ASL Landmark MLP — Hand Gesture Recognizer

Lightweight MLP that classifies 36 American Sign Language static gestures (letters A–Z, digits 0–9) from 21 MediaPipe hand landmarks, not raw pixels. This makes it robust to background, lighting, and webcam distribution shift, and fast enough for real-time CPU inference.

Inputs / Outputs

Input: float32[1, 63] — 21 hand landmarks (x, y, z) flattened. Normalize before inference: subtract wrist (landmark 0), then divide by the wrist→middle-finger-MCP distance ‖landmark9 − landmark0‖ (scale invariance).
Output: float32[1, 36] logits. argmax → class index; map via mlp_classes.json (sorted 0-9, A-Z). Apply softmax for confidence.

Architecture

Linear(63,256) → BatchNorm → ReLU → Dropout(0.3) → Linear(256,128) → BatchNorm → ReLU → Dropout(0.2) → Linear(128,36)

Training

Features extracted with MediaPipe HandLandmarker from the ASL-HG processed split.
30,962 landmark samples (images with no detected hand were skipped).
AdamW (lr 1e-3), CosineAnnealingLR, 100 epochs, batch 256, stratified 80/20 split.
Validation accuracy: 100% on 6,193 held-out landmark samples (macro per-class 100%).

Results & Analysis

Metric	Value
Validation accuracy	100.00%
Macro per-class accuracy	100.00%
Validation samples	6,193
Landmark samples (total)	30,962

The confusion matrix is fully diagonal — the wrist-centered, scale-normalized landmark representation makes the 36 classes near-linearly separable. Closed-fist signs (O, C, A, T) contribute fewer samples because MediaPipe detects them less often (see distribution).

Usage

import json, numpy as np, onnxruntime as ort

sess = ort.InferenceSession("mlp_asl.onnx", providers=["CPUExecutionProvider"])
classes = json.load(open("mlp_classes.json"))

def normalize(pts):
    pts = pts - pts[0]
    scale = np.linalg.norm(pts[9]) or 1.0
    return (pts / scale).reshape(1, -1).astype("float32")

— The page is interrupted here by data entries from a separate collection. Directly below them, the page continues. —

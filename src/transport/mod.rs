//! Transport capability used by the appender.
//!
//! The appender only needs four operations from an RPC client: connect,
//! a liveness check, append and close. [`RpcConnector`] opens connections
//! and [`RpcConnection`] is the owned handle. [`TcpConnector`] is the bundled
//! implementation: MessagePack-encoded events framed with a big-endian length
//! prefix over plain TCP or TLS.

use std::io;

use crate::{config::AppenderConfig, error::ConnectError, event::TransportEvent};

mod serialise;
mod tcp;

pub use serialise::{decode_event, encode_event, frame_payload};
pub use tcp::{TcpConnection, TcpConnector};

/// Factory for connections to the collector.
pub trait RpcConnector: Send + Sync {
    /// Open a connection to `config.host:config.port`.
    fn connect(&self, config: &AppenderConfig) -> Result<Box<dyn RpcConnection>, ConnectError>;
}

/// An open connection. Owned by exactly one appender.
pub trait RpcConnection: Send {
    /// Cheap check that the connection can still be written to.
    fn is_active(&mut self) -> bool;

    /// Send a single event.
    fn append(&mut self, event: &TransportEvent) -> io::Result<()>;

    /// Release the connection. Must tolerate repeated calls.
    fn close(&mut self);
}
//! Configuration consumed by [`FlumeAppender`](crate::appender::FlumeAppender).
//!
//! The recognised keys mirror the log4j properties surface of the Flume
//! appender: `hostname`, `port`, `type`, `format` and `version`. Timeouts and
//! TLS are optional transport settings.

use std::time::Duration;

use crate::error::ConfigError;

/// Default connection timeout, matching the Flume RPC client.
pub const DEFAULT_CONNECT_TIMEOUT: Duration = Duration::from_secs(20);
/// Default timeout applied to each append on the wire.
pub const DEFAULT_REQUEST_TIMEOUT: Duration = Duration::from_secs(20);
/// Default maximum encoded event size (in bytes).
pub const DEFAULT_MAX_FRAME_SIZE: usize = 1 << 20; // 1 MiB

/// Hint appended to activation failures so operators can fix their config.
pub const CONFIG_HINT: &str = "Check your appender configuration, e.g.\n\
    log4j.appender.flume.hostname=0.0.0.0\n\
    log4j.appender.flume.port=41414\n\
    log4j.appender.flume.type=error\n\
    log4j.appender.flume.format=text\n\
    log4j.appender.flume.version=1";

/// TLS connection options.
#[derive(Clone, Debug, PartialEq, Eq)]
pub struct TlsOptions {
    /// Domain name presented during the TLS handshake.
    pub domain: String,
    /// Skip certificate validation when true (intended for tests).
    pub insecure_skip_verify: bool,
}

#[derive(Clone, Debug, PartialEq, Eq)]
pub struct AppenderConfig {
    /// First hop the client connects to.
    pub host: String,
    /// Port on `host`; zero means unset.
    pub port: u16,
    /// Event type tag (e.g. `error`).
    pub event_type: String,
    /// Event format tag (e.g. `json`).
    pub format: String,
    /// Event version tag.
    pub version: String,
    pub connect_timeout: Duration,
    pub request_timeout: Duration,
    pub max_frame_size: usize,
    pub tls: Option<TlsOptions>,
}

impl Default for AppenderConfig {
    fn default() -> Self {
        Self {
            host: String::new(),
            port: 0,
            event_type: String::new(),
            format: String::new(),
            version: String::new(),
            connect_timeout: DEFAULT_CONNECT_TIMEOUT,
            request_timeout: DEFAULT_REQUEST_TIMEOUT,
            max_frame_size: DEFAULT_MAX_FRAME_SIZE,
            tls: None,
        }
    }
}

impl AppenderConfig {
    /// Configuration targeting `host:port` with empty tags.
    pub fn new(host: impl Into<String>, port: u16) -> Self {
        Self {
            host: host.into(),
            port,
            ..Self::default()
        }
    }

    /// Set the type, format and version tags in one go.
    pub fn with_tags(
        mut self,
        event_type: impl Into<String>,
        format: impl Into<String>,
        version: impl Into<String>,
    ) -> Self {
        self.event_type = event_type.into();
        self.format = format.into();
        self.version = version.into();
        self
    }

    pub fn with_connect_timeout(mut self, timeout: Duration) -> Self {
        self.connect_timeout = timeout;
        self
    }

    pub fn with_request_timeout(mut self, timeout: Duration) -> Self {
        self.request_timeout = timeout;
        self
    }

    pub fn with_max_frame_size(mut self, max_frame_size: usize) -> Self {
        self.max_frame_size = max_frame_size;
        self
    }

    pub fn with_tls(mut self, tls: TlsOptions) -> Self {
        self.tls = Some(tls);
        self
    }

    /// Check the fields required before a connection can be attempted.
    pub fn validate(&self) -> Result<(), ConfigError> {
        if self.host.trim().is_empty() {
            return Err(ConfigError::MissingHost);
        }
        if self.port == 0 {
            return Err(ConfigError::InvalidPort(self.port.to_string()));
        }
        if self.connect_timeout.is_zero() {
            return Err(ConfigError::InvalidTimeout {
                field: "connect_timeout",
                value: "0".into(),
            });
        }
        if self.request_timeout.is_zero() {
            return Err(ConfigError::InvalidTimeout {
                field: "request_timeout",
                value: "0".into(),
            });
        }
        Ok(())
    }

    /// Apply a single `key=value` pair using the properties-file key names.
    ///
    /// Keys are case-insensitive. Timeouts are given in milliseconds.
    pub fn set_property(&mut self, key: &str, value: &str) -> Result<(), ConfigError> {
        let value = value.trim();
        match key.trim().to_ascii_lowercase().as_str() {
            "hostname" | "host" => self.host = value.to_owned(),
            "port" => self.port = parse_port(value)?,
            "type" => self.event_type = value.to_owned(),
            "format" => self.format = value.to_owned(),
            "version" => self.version = value.to_owned(),
            "connecttimeout" | "connect_timeout" => {
                self.connect_timeout = parse_millis("connect_timeout", value)?;
            }
            "requesttimeout" | "request_timeout" => {
                self.request_timeout = parse_millis("request_timeout", value)?;
            }
            other => return Err(ConfigError::UnknownProperty(other.to_owned())),
        }
        Ok(())
    }
}

fn parse_port(value: &str) -> Result<u16, ConfigError> {
    match value.parse::<u16>() {
        Ok(port) if port != 0 => Ok(port),
        _ => Err(ConfigError::InvalidPort(value.to_owned())),
    }
}

fn parse_millis(field: &'static str, value: &str) -> Result<Duration, ConfigError> {
    match value.parse::<u64>() {
        Ok(ms) if ms > 0 => Ok(Duration::from_millis(ms)),
        _ => Err(ConfigError::InvalidTimeout {
            field,
            value: value.to_owned(),
        }),
    }
}
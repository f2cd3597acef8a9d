//! Log appender forwarding records to an Apache Flume collector.
//!
//! Each record is translated into a transport event (seven string headers and
//! a UTF-8 body) and sent over a single persistent connection. Delivery is
//! best effort: an unreachable collector disables the appender instead of
//! failing the caller, and a dead connection is replaced once per append.

pub mod appender;
pub mod appender_trait;
pub mod config;
pub mod error;
pub mod event;
pub mod file_config;
pub mod headers;
pub mod level;
#[cfg(feature = "log-compat")]
pub mod log_compat;
pub mod log_record;
pub mod rate_limited_warner;
pub mod transport;

#[cfg(any(test, feature = "test-util"))]
pub mod test_utils;

pub use appender::FlumeAppender;
pub use appender_trait::Appender;
pub use config::{AppenderConfig, TlsOptions};
pub use error::{ConfigError, ConnectError, DeliveryError};
pub use event::{TransportEvent, build_body, build_event, build_headers};
pub use file_config::{DEFAULT_SECTION, load_config, parse_config};
pub use headers::EventHeader;
pub use level::FlumeLevel;
#[cfg(feature = "log-compat")]
pub use log_compat::{DiagnosticSink, FlumeLogAdapter, install_adapter, install_log_bridge};
pub use log_record::FlumeLogRecord;
pub use transport::{RpcConnection, RpcConnector, TcpConnector};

logits = sess.run(None, {"input": normalize(landmarks_21x3)})[0][0]
pred = classes[str(int(logits.argmax()))]

Live webcam demo (Gradio): https://huggingface.co/spaces/nocontextdoruk/asl-recognizer

Dataset & Credits

Dataset: ASL-HG — American Sign Language Hand Gesture Image Dataset. Pranto et al. (2026), Data in Brief.

Article: https://www.sciencedirect.com/science/article/pii/S2352340926000454
Mendeley Data: https://data.mendeley.com/datasets/j4y5w2c8w9/1
DOI: https://doi.org/10.17632/j4y5w2c8w9.1

Model & App: Doruk Doğular (nocontextdoruk).

License

CC BY-NC 4.0 — free for research, education, and personal/open projects with attribution; no commercial or enterprise resale. Please cite if you use it. The ASL-HG dataset is owned by its original authors (cite separately).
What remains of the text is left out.